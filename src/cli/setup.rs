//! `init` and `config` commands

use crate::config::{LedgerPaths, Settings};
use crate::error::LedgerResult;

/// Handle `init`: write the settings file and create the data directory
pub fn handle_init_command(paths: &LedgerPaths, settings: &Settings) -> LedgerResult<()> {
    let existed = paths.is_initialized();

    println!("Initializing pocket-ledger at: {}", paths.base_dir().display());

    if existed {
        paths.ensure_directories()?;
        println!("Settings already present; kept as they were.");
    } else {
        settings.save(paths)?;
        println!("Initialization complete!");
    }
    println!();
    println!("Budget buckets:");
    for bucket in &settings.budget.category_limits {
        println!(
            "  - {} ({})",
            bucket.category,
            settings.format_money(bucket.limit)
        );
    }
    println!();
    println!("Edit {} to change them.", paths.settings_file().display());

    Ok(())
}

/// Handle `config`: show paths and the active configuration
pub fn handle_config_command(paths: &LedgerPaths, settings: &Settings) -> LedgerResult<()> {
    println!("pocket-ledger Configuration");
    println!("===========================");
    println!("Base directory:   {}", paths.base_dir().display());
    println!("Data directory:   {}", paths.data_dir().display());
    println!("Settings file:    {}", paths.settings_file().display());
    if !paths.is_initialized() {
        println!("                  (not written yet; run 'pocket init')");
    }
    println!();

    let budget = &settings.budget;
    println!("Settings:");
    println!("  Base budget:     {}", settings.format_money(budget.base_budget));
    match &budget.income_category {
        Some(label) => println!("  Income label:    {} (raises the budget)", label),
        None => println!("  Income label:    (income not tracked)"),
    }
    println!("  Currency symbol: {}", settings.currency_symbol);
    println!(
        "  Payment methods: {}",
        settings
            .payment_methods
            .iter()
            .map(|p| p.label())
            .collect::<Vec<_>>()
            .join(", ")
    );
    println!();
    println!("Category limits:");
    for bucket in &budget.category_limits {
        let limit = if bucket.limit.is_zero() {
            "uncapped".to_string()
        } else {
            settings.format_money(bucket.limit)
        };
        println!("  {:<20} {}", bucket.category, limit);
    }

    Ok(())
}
——
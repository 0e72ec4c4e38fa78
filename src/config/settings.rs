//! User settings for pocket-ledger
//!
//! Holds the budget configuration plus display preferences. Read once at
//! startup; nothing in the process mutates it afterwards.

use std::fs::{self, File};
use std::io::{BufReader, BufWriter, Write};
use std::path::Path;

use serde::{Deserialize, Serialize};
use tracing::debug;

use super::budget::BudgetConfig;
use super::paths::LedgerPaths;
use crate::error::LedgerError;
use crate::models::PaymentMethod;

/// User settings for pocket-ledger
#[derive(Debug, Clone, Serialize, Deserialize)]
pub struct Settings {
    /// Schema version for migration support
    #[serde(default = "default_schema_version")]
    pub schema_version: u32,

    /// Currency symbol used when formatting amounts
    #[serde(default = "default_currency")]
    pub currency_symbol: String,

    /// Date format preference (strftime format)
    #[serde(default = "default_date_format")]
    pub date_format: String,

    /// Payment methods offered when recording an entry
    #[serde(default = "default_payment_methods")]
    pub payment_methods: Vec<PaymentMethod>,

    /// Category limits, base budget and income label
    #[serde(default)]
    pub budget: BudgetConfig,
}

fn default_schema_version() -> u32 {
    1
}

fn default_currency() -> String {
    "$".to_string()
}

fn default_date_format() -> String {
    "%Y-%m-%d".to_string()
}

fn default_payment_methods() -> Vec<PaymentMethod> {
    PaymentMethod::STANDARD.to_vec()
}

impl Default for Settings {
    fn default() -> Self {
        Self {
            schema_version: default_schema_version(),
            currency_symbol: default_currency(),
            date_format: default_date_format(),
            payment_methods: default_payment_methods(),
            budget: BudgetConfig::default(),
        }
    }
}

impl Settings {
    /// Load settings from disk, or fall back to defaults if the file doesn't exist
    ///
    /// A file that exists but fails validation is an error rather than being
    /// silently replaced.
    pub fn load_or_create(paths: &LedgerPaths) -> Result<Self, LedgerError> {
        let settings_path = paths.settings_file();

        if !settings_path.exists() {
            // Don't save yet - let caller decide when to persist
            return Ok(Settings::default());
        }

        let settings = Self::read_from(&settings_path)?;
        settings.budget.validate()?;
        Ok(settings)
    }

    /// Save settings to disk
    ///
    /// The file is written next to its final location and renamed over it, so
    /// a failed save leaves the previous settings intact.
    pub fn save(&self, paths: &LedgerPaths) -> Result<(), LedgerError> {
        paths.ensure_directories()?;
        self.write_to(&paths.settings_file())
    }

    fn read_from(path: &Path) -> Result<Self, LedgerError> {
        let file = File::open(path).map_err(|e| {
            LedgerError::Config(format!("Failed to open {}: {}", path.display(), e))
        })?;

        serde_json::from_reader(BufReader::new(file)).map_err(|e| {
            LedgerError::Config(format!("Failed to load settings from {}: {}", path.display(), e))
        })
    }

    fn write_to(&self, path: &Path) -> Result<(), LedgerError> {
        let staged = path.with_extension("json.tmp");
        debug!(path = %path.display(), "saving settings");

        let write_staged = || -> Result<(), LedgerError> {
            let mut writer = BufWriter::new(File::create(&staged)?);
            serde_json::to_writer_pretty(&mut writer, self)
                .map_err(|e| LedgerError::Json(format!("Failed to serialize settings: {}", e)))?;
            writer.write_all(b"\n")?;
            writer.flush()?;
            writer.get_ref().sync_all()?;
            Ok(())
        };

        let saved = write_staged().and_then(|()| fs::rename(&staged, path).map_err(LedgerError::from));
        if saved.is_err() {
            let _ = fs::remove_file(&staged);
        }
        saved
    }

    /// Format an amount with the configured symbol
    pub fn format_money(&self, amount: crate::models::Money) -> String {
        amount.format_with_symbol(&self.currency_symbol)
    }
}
——
WHAT IS NEEDED: Work out how many lines in the entries contain the string "models", then reply with that number and nothing more.

YOUR SOLUTION: 2